Records from a data collection:
==============================

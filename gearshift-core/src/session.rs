//! One running game: physics, obstacles, score and sound, advanced one tick per frame.

use rand::SeedableRng;
use rand::rngs::StdRng;
use tracing::{info, warn};

use crate::audio::{AudioBackend, AudioMixer, Cue};
use crate::config::GameConfig;
use crate::input::Intent;
use crate::obstacles::{Obstacle, ObstacleField};
use crate::physics::{Car, Physics, Road, Shift};

/// What the HUD shows after a tick.
#[derive(Debug, Clone, Copy, PartialEq)]
pub struct Telemetry {
    pub score: f32,
    pub speed: f32,
    pub gear: u8,
    pub max_gear: u8,
    pub rpm: f32,
    pub game_over: bool,
    pub sound_enabled: bool,
}

pub struct GameSession<B: AudioBackend> {
    config: GameConfig,
    physics: Physics,
    field: ObstacleField,
    rng: StdRng,
    mixer: AudioMixer<B>,
    score: f32,
    elapsed: f32,
    game_over: bool,
}

impl<B: AudioBackend> GameSession<B> {
    /// Start a session. A config that fails [`GameConfig::validate`] is replaced by the
    /// defaults, with a warning.
    pub fn new(config: GameConfig, mixer: AudioMixer<B>) -> Self {
        Self::with_rng(config, mixer, StdRng::from_os_rng())
    }

    /// Deterministic obstacle stream for a given seed.
    pub fn with_seed(config: GameConfig, mixer: AudioMixer<B>, seed: u64) -> Self {
        Self::with_rng(config, mixer, StdRng::seed_from_u64(seed))
    }

    fn with_rng(config: GameConfig, mut mixer: AudioMixer<B>, rng: StdRng) -> Self {
        let config = match config.validate() {
            Ok(()) => config,
            Err(error) => {
                warn!("{error}; using default settings");
                GameConfig::default()
            }
        };
        let physics = Physics::new(&config);
        let field = ObstacleField::new(
            config.obstacles.clone(),
            *physics.road(),
            config.world.height,
        );
        mixer.set_sound_enabled(config.audio.enabled);
        Self {
            config,
            physics,
            field,
            rng,
            mixer,
            score: 0.0,
            elapsed: 0.0,
            game_over: false,
        }
    }

    pub fn config(&self) -> &GameConfig {
        &self.config
    }

    pub fn car(&self) -> &Car {
        self.physics.car()
    }

    pub fn road(&self) -> &Road {
        self.physics.road()
    }

    pub fn obstacles(&self) -> &[Obstacle] {
        self.field.obstacles()
    }

    pub fn score(&self) -> f32 {
        self.score
    }

    pub fn is_over(&self) -> bool {
        self.game_over
    }

    pub fn mixer(&self) -> &AudioMixer<B> {
        &self.mixer
    }

    pub fn mixer_mut(&mut self) -> &mut AudioMixer<B> {
        &mut self.mixer
    }

    pub fn telemetry(&self) -> Telemetry {
        Telemetry {
            score: self.score,
            speed: self.physics.car().speed,
            gear: self.physics.gear(),
            max_gear: self.physics.max_gear(),
            rpm: self.physics.rpm(),
            game_over: self.game_over,
            sound_enabled: self.mixer.sound_enabled(),
        }
    }

    /// Advance the session by `dt` seconds of wall-clock time.
    ///
    /// Audio housekeeping and the sound toggle run in every state. Everything else is
    /// frozen once the game is over, until a restart is requested.
    pub fn tick(&mut self, intent: &Intent, dt: f32) -> Telemetry {
        // NaN collapses to zero.
        let dt = dt.max(0.0).min(self.config.world.max_frame_dt);

        self.mixer.advance(dt);
        if intent.toggle_sound {
            self.mixer.toggle_sound();
        }

        if self.game_over {
            if intent.restart {
                self.restart();
            }
            return self.telemetry();
        }

        if intent.shift_up && self.physics.shift(Shift::Up) {
            self.mixer.play_cue(Cue::GearShift);
        }
        if intent.shift_down && self.physics.shift(Shift::Down) {
            self.mixer.play_cue(Cue::GearShift);
        }

        self.physics.step(intent, dt);
        self.field.step(&mut self.rng, dt, self.score);

        if let Some(obstacle) = self.field.first_collision(&self.physics.car().bounds()) {
            info!(
                score = self.score,
                obstacle = obstacle.id,
                seconds = self.elapsed,
                "Crashed, game over"
            );
            self.game_over = true;
            self.mixer.play_cue(Cue::Crash);
            self.mixer.stop_engine_sound();
            return self.telemetry();
        }

        let scoring = &self.config.scoring;
        let speed = self.physics.car().speed.max(0.0);
        self.score += dt * (scoring.per_second + speed * scoring.per_speed);
        self.elapsed += dt;

        self.mixer.update_engine_sound(self.physics.rpm(), dt);

        self.telemetry()
    }

    /// Start a fresh run. The mixer and its loaded samples carry over.
    pub fn restart(&mut self) {
        info!(final_score = self.score, "Restarting");
        self.physics = Physics::new(&self.config);
        self.field.clear();
        self.score = 0.0;
        self.elapsed = 0.0;
        self.game_over = false;
    }
}

#[cfg(test)]
mod tests {
    use super::*;
    use crate::audio::testing::{Call, RecordingBackend, VoiceKind};
    use crate::audio::{MixerSettings, Waveform};
    use bevy_math::Vec2;

    const DT: f32 = 1.0 / 60.0;

    fn session() -> GameSession<RecordingBackend> {
        let config = GameConfig::default();
        let settings = MixerSettings::new(
            &config.audio,
            config.gearbox.idle_rpm,
            config.gearbox.redline_rpm,
        );
        let mixer = AudioMixer::new(Ok(RecordingBackend::default()), settings);
        GameSession::with_seed(config, mixer, 99)
    }

    fn gas() -> Intent {
        Intent {
            gas: true,
            ..Intent::default()
        }
    }

    fn shift_cues(session: &GameSession<RecordingBackend>) -> usize {
        session
            .mixer()
            .backend()
            .unwrap()
            .count(|call| {
                matches!(call, Call::StartTone(tone) if tone.waveform == Waveform::Triangle)
            })
    }

    fn block_car(session: &mut GameSession<RecordingBackend>) {
        let position = session.car().position;
        session.field.insert(position, Vec2::new(40.0, 20.0), 0.0);
    }

    #[test]
    fn score_strictly_increases_while_running() {
        let mut session = session();
        let mut last = session.score();
        for step in 0..300 {
            let intent = if step % 2 == 0 { gas() } else { Intent::default() };
            let telemetry = session.tick(&intent, DT);
            // Obstacles are cleared away so the run lasts.
            session.field.clear();
            assert!(telemetry.score > last);
            last = telemetry.score;
        }
    }

    #[test]
    fn faster_driving_scores_faster() {
        let mut idle = session();
        let mut driving = session();
        for _ in 0..300 {
            idle.tick(&Intent::default(), DT);
            driving.tick(&gas(), DT);
            idle.field.clear();
            driving.field.clear();
        }
        assert!(driving.score() > idle.score());
    }

    #[test]
    fn collision_ends_the_game_and_cuts_the_engine() {
        let mut session = session();
        session.tick(&gas(), DT);
        assert!(session.mixer().engine_kind().is_some());

        block_car(&mut session);
        let telemetry = session.tick(&gas(), DT);
        assert!(telemetry.game_over);
        assert_eq!(session.mixer().engine_kind(), None);
        assert_eq!(session.mixer().ringing_cues(), 1);
        let backend = session.mixer().backend().unwrap();
        assert_eq!(backend.live(VoiceKind::Tone(Waveform::Sawtooth)), 0);
    }

    #[test]
    fn nothing_moves_after_game_over() {
        let mut session = session();
        block_car(&mut session);
        session.tick(&gas(), DT);
        assert!(session.is_over());

        let frozen = session.telemetry();
        let car = session.car().clone();
        let obstacles = session.obstacles().to_vec();
        for _ in 0..120 {
            let telemetry = session.tick(
                &Intent {
                    gas: true,
                    left: true,
                    shift_up: true,
                    ..Intent::default()
                },
                DT,
            );
            assert_eq!(telemetry, frozen);
        }
        assert_eq!(session.car(), &car);
        assert_eq!(session.obstacles(), obstacles.as_slice());
        assert_eq!(session.mixer().engine_kind(), None);
    }

    #[test]
    fn restart_only_applies_after_game_over() {
        let mut session = session();
        let restart = Intent {
            restart: true,
            ..Intent::default()
        };
        for _ in 0..30 {
            session.tick(&gas(), DT);
            session.field.clear();
        }
        let before = session.score();
        session.tick(&restart, DT);
        assert!(session.score() > before);

        block_car(&mut session);
        session.tick(&Intent::default(), DT);
        assert!(session.is_over());

        let telemetry = session.tick(&restart, DT);
        assert!(!telemetry.game_over);
        assert_eq!(telemetry.score, 0.0);
        assert_eq!(telemetry.gear, 1);
        assert_eq!(telemetry.speed, 0.0);
        assert!(session.obstacles().is_empty());
    }

    #[test]
    fn shift_cue_only_on_real_gear_change() {
        let mut session = session();
        let down = Intent {
            shift_down: true,
            ..Intent::default()
        };
        let up = Intent {
            shift_up: true,
            ..Intent::default()
        };

        session.tick(&down, DT);
        assert_eq!(session.telemetry().gear, 1);
        assert_eq!(shift_cues(&session), 0);

        session.tick(&up, DT);
        assert_eq!(session.telemetry().gear, 2);
        assert_eq!(shift_cues(&session), 1);

        let top = session.telemetry().max_gear;
        for _ in 0..20 {
            session.tick(&up, DT);
            session.field.clear();
        }
        assert_eq!(session.telemetry().gear, top);
        assert_eq!(shift_cues(&session), usize::from(top) - 1);
    }

    #[test]
    fn sound_toggle_works_while_game_over() {
        let mut session = session();
        block_car(&mut session);
        session.tick(&Intent::default(), DT);
        let toggle = Intent {
            toggle_sound: true,
            ..Intent::default()
        };
        let telemetry = session.tick(&toggle, DT);
        assert!(telemetry.game_over);
        assert!(!telemetry.sound_enabled);
    }

    #[test]
    fn long_frames_are_clamped() {
        let mut session = session();
        session.tick(&gas(), 5.0);
        session.field.clear();
        let mut reference = self::session();
        reference.tick(&gas(), 0.1);
        assert_eq!(session.score(), reference.score());
    }

    #[test]
    fn odd_frame_times_never_stall_the_loop() {
        let mut session = session();
        for dt in [-1.0, f32::NAN, f32::NEG_INFINITY] {
            let telemetry = session.tick(&gas(), dt);
            assert_eq!(telemetry.score, 0.0, "{dt}");
        }
        let telemetry = session.tick(&gas(), f32::INFINITY);
        assert!(telemetry.score.is_finite() && telemetry.score > 0.0);
    }

    fn session_with(config: GameConfig) -> GameSession<RecordingBackend> {
        let defaults = GameConfig::default();
        let settings = MixerSettings::new(
            &defaults.audio,
            defaults.gearbox.idle_rpm,
            defaults.gearbox.redline_rpm,
        );
        let mixer = AudioMixer::new(Ok(RecordingBackend::default()), settings);
        GameSession::with_seed(config, mixer, 99)
    }

    #[test]
    fn invalid_config_falls_back_to_defaults() {
        let mut config = GameConfig::default();
        config.world.max_frame_dt = -0.1;
        config.gearbox.ratios.clear();
        config.obstacles.speed_per_score = -1.0;
        let mut session = session_with(config);
        assert_eq!(session.config().world.max_frame_dt, 0.1);
        assert_eq!(session.config().gearbox.ratios.len(), 9);

        let telemetry = session.tick(&gas(), DT);
        assert!(telemetry.score > 0.0);
        assert_eq!(telemetry.max_gear, 9);
    }

    #[test]
    fn valid_config_is_kept() {
        let mut config = GameConfig::default();
        config.gearbox.ratios = vec![3.0, 2.0];
        config.world.max_frame_dt = 0.05;
        let session = session_with(config);
        assert_eq!(session.config().gearbox.ratios, vec![3.0, 2.0]);
        assert_eq!(session.telemetry().max_gear, 2);
    }

    #[test]
    fn restart_keeps_the_mixer() {
        let mut session = session();
        session.tick(&gas(), DT);
        block_car(&mut session);
        session.tick(&gas(), DT);
        session.tick(
            &Intent {
                restart: true,
                ..Intent::default()
            },
            DT,
        );
        session.tick(&gas(), DT);
        let backend = session.mixer().backend().unwrap();
        assert_eq!(backend.live(VoiceKind::Tone(Waveform::Sawtooth)), 1);
    }
}
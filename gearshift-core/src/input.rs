//! Turns raw press/release events into one immutable [`Intent`] per tick.

/// Everything the player can ask for.
#[derive(Debug, Clone, Copy, PartialEq, Eq, Hash)]
pub enum Control {
    Gas,
    Brake,
    SteerLeft,
    SteerRight,
    GearUp,
    GearDown,
    ToggleSound,
    Restart,
}

impl Control {
    /// Held controls stay active between press and release; the rest fire once per press.
    pub fn is_held(self) -> bool {
        matches!(
            self,
            Control::Gas | Control::Brake | Control::SteerLeft | Control::SteerRight
        )
    }
}

/// Snapshot of player intent for a single tick.
#[derive(Debug, Clone, Copy, Default, PartialEq, Eq)]
pub struct Intent {
    pub gas: bool,
    pub brake: bool,
    pub left: bool,
    pub right: bool,
    pub shift_up: bool,
    pub shift_down: bool,
    pub toggle_sound: bool,
    pub restart: bool,
}

impl Intent {
    /// Lateral direction: -1 left, 1 right, 0 when neither or both are held.
    pub fn steer_axis(&self) -> f32 {
        match (self.left, self.right) {
            (true, false) => -1.0,
            (false, true) => 1.0,
            _ => 0.0,
        }
    }
}

/// Collects device events between ticks.
///
/// Held controls are tracked per source so a key and an on-screen button for the same
/// control do not release each other. Edge-triggered controls latch until the next
/// [`InputAdapter::snapshot`].
#[derive(Debug, Default)]
pub struct InputAdapter {
    held: [u8; 4],
    shift_up: u8,
    shift_down: u8,
    toggle_sound: bool,
    restart: bool,
}

impl InputAdapter {
    pub fn new() -> Self {
        Self::default()
    }

    fn held_slot(control: Control) -> Option<usize> {
        match control {
            Control::Gas => Some(0),
            Control::Brake => Some(1),
            Control::SteerLeft => Some(2),
            Control::SteerRight => Some(3),
            _ => None,
        }
    }

    pub fn press(&mut self, control: Control) {
        if let Some(slot) = Self::held_slot(control) {
            self.held[slot] = self.held[slot].saturating_add(1);
            return;
        }
        match control {
            Control::GearUp => self.shift_up = self.shift_up.saturating_add(1),
            Control::GearDown => self.shift_down = self.shift_down.saturating_add(1),
            // Two toggles in one frame cancel out.
            Control::ToggleSound => self.toggle_sound = !self.toggle_sound,
            Control::Restart => self.restart = true,
            _ => {}
        }
    }

    /// Releasing an edge-triggered control is a no-op.
    pub fn release(&mut self, control: Control) {
        if let Some(slot) = Self::held_slot(control) {
            self.held[slot] = self.held[slot].saturating_sub(1);
        }
    }

    /// Drop every held control, e.g. when the window loses focus.
    pub fn release_all(&mut self) {
        self.held = [0; 4];
    }

    pub fn is_held(&self, control: Control) -> bool {
        Self::held_slot(control).is_some_and(|slot| self.held[slot] > 0)
    }

    /// Take the intent for this tick, consuming one pending shift in each direction.
    ///
    /// Shifts pressed faster than the frame rate are delivered on following ticks
    /// so every press still moves the gear by exactly one.
    pub fn snapshot(&mut self) -> Intent {
        let intent = Intent {
            gas: self.held[0] > 0,
            brake: self.held[1] > 0,
            left: self.held[2] > 0,
            right: self.held[3] > 0,
            shift_up: self.shift_up > 0,
            shift_down: self.shift_down > 0,
            toggle_sound: self.toggle_sound,
            restart: self.restart,
        };
        self.shift_up = self.shift_up.saturating_sub(1);
        self.shift_down = self.shift_down.saturating_sub(1);
        self.toggle_sound = false;
        self.restart = false;
        intent
    }
}
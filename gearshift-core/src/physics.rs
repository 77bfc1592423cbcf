use bevy_math::{Rect, Vec2};
use tracing::trace;

use crate::config::{CarConfig, GameConfig, GearboxConfig, WorldConfig};
use crate::input::Intent;

/// Horizontal extent of the drivable road in screen pixels.
#[derive(Debug, Clone, Copy, PartialEq)]
pub struct Road {
    pub x: f32,
    pub width: f32,
}

impl Road {
    pub fn from_world(world: &WorldConfig) -> Self {
        Self {
            x: world.width * world.road_margin,
            width: world.width * world.road_fraction,
        }
    }

    pub fn right(&self) -> f32 {
        self.x + self.width
    }

    /// Clamp the left edge of something `width` wide so it stays fully on the road.
    pub fn clamp_x(&self, x: f32, width: f32) -> f32 {
        let max_x = (self.right() - width).max(self.x);
        x.clamp(self.x, max_x)
    }
}

/// Inclusive AABB overlap: rectangles that only touch still collide.
pub fn overlaps(a: &Rect, b: &Rect) -> bool {
    a.min.x <= b.max.x && b.min.x <= a.max.x && a.min.y <= b.max.y && b.min.y <= a.max.y
}

/// Screen-space rectangle from a top-left corner and a size (y grows downward).
pub fn rect_at(position: Vec2, size: Vec2) -> Rect {
    Rect::from_corners(position, position + size)
}

/// The player's car. `position` is the top-left corner in screen pixels.
#[derive(Debug, Clone, PartialEq)]
pub struct Car {
    pub position: Vec2,
    pub size: Vec2,
    pub speed: f32,
    pub lateral_velocity: f32,
    pub color: [u8; 3],
}

impl Car {
    pub fn spawn(config: &CarConfig, world: &WorldConfig, road: &Road) -> Self {
        let size = Vec2::new(config.width, config.height);
        let x = road.clamp_x(world.width / 2.0, size.x);
        let y = world.height - config.bottom_offset;
        Self {
            position: Vec2::new(x, y),
            size,
            speed: 0.0,
            lateral_velocity: 0.0,
            color: config.color,
        }
    }

    pub fn bounds(&self) -> Rect {
        rect_at(self.position, self.size)
    }
}

/// Manual gearbox. Gears are numbered from 1.
#[derive(Debug, Clone)]
pub struct Gearbox {
    ratios: Vec<f32>,
    gear: u8,
}

impl Gearbox {
    /// An empty table becomes a single direct-drive gear; more than 255 gears are cut off.
    pub fn new(mut ratios: Vec<f32>) -> Self {
        if ratios.is_empty() {
            ratios.push(1.0);
        }
        ratios.truncate(usize::from(u8::MAX));
        Self { ratios, gear: 1 }
    }

    pub fn gear(&self) -> u8 {
        self.gear
    }

    pub fn max_gear(&self) -> u8 {
        self.ratios.len() as u8
    }

    pub fn ratio(&self) -> f32 {
        self.ratios[usize::from(self.gear) - 1]
    }

    /// Returns `true` if the gear changed.
    pub fn shift_up(&mut self) -> bool {
        if self.gear < self.max_gear() {
            self.gear += 1;
            true
        } else {
            false
        }
    }

    /// Returns `true` if the gear changed.
    pub fn shift_down(&mut self) -> bool {
        if self.gear > 1 {
            self.gear -= 1;
            true
        } else {
            false
        }
    }
}

#[derive(Debug, Clone, Copy)]
struct DriveParams {
    steer_speed: f32,
    engine_accel: f32,
    brake_decel: f32,
    drag: f32,
    rpm_per_speed: f32,
    idle_rpm: f32,
    redline_rpm: f32,
}

impl DriveParams {
    fn new(car: &CarConfig, gearbox: &GearboxConfig) -> Self {
        Self {
            steer_speed: car.steer_speed,
            engine_accel: car.engine_accel,
            brake_decel: car.brake_decel,
            drag: car.drag,
            rpm_per_speed: car.rpm_per_speed,
            idle_rpm: gearbox.idle_rpm,
            redline_rpm: gearbox.redline_rpm,
        }
    }
}

/// Engine speed for a road speed in a given ratio, with the rev limiter applied.
pub fn engine_rpm(speed: f32, ratio: f32, rpm_per_speed: f32, idle: f32, redline: f32) -> f32 {
    (idle + speed.abs() * ratio * rpm_per_speed).min(redline).max(idle)
}

/// Which way a shift went.
#[derive(Debug, Clone, Copy, PartialEq, Eq)]
pub enum Shift {
    Up,
    Down,
}

/// Car kinematics, gearbox and engine speed.
#[derive(Debug, Clone)]
pub struct Physics {
    car: Car,
    gearbox: Gearbox,
    road: Road,
    params: DriveParams,
    rpm: f32,
}

impl Physics {
    pub fn new(config: &GameConfig) -> Self {
        let road = Road::from_world(&config.world);
        let params = DriveParams::new(&config.car, &config.gearbox);
        Self {
            car: Car::spawn(&config.car, &config.world, &road),
            gearbox: Gearbox::new(config.gearbox.ratios.clone()),
            road,
            rpm: params.idle_rpm,
            params,
        }
    }

    pub fn car(&self) -> &Car {
        &self.car
    }

    pub fn road(&self) -> &Road {
        &self.road
    }

    pub fn gear(&self) -> u8 {
        self.gearbox.gear()
    }

    pub fn max_gear(&self) -> u8 {
        self.gearbox.max_gear()
    }

    pub fn rpm(&self) -> f32 {
        self.rpm
    }

    pub fn idle_rpm(&self) -> f32 {
        self.params.idle_rpm
    }

    pub fn redline_rpm(&self) -> f32 {
        self.params.redline_rpm
    }

    /// Road speed at which the current gear hits the redline.
    pub fn gear_top_speed(&self) -> f32 {
        let params = &self.params;
        (params.redline_rpm - params.idle_rpm) / (self.gearbox.ratio() * params.rpm_per_speed)
    }

    /// Apply one shift request. RPM follows immediately so telemetry sees the new value.
    pub fn shift(&mut self, shift: Shift) -> bool {
        let changed = match shift {
            Shift::Up => self.gearbox.shift_up(),
            Shift::Down => self.gearbox.shift_down(),
        };
        if changed {
            self.rpm = self.compute_rpm();
            trace!(gear = self.gearbox.gear(), ?shift, "gear shift");
        }
        changed
    }

    fn compute_rpm(&self) -> f32 {
        let params = &self.params;
        engine_rpm(
            self.car.speed,
            self.gearbox.ratio(),
            params.rpm_per_speed,
            params.idle_rpm,
            params.redline_rpm,
        )
    }

    /// Advance speed, lateral position and RPM by `dt` seconds.
    pub fn step(&mut self, intent: &Intent, dt: f32) {
        let dt = dt.max(0.0);
        let params = self.params;
        let speed = self.car.speed;

        self.car.speed = if intent.brake {
            toward_zero(speed, params.brake_decel * dt)
        } else if intent.gas {
            let top = self.gear_top_speed();
            if speed < top {
                let accel = params.engine_accel * self.gearbox.ratio();
                (speed + accel * dt).min(top)
            } else {
                // Over-revved after a downshift: gas adds nothing, drag still applies.
                toward_zero(speed, speed.abs() * params.drag * dt)
            }
        } else {
            toward_zero(speed, speed.abs() * params.drag * dt)
        };

        self.car.lateral_velocity = intent.steer_axis() * params.steer_speed;
        let x = self.car.position.x + self.car.lateral_velocity * dt;
        self.car.position.x = self.road.clamp_x(x, self.car.size.x);

        self.rpm = self.compute_rpm();
    }
}

fn toward_zero(value: f32, amount: f32) -> f32 {
    if value > 0.0 {
        (value - amount).max(0.0)
    } else {
        (value + amount).min(0.0)
    }
}
pub mod audio;
pub mod config;
pub mod input;
pub mod obstacles;
pub mod physics;
pub mod session;

pub use config::GameConfig;
pub use input::{Control, InputAdapter, Intent};
pub use session::{GameSession, Telemetry};

/// Config file used when none is given on the command line.
pub const DEFAULT_CONFIG_PATH: &str = "gearshift/assets/gearshift.toml";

==============================

* What is expected *
Your answer should be one number: how many lines above include the word "DriveParams".

* Result for this exercise *
4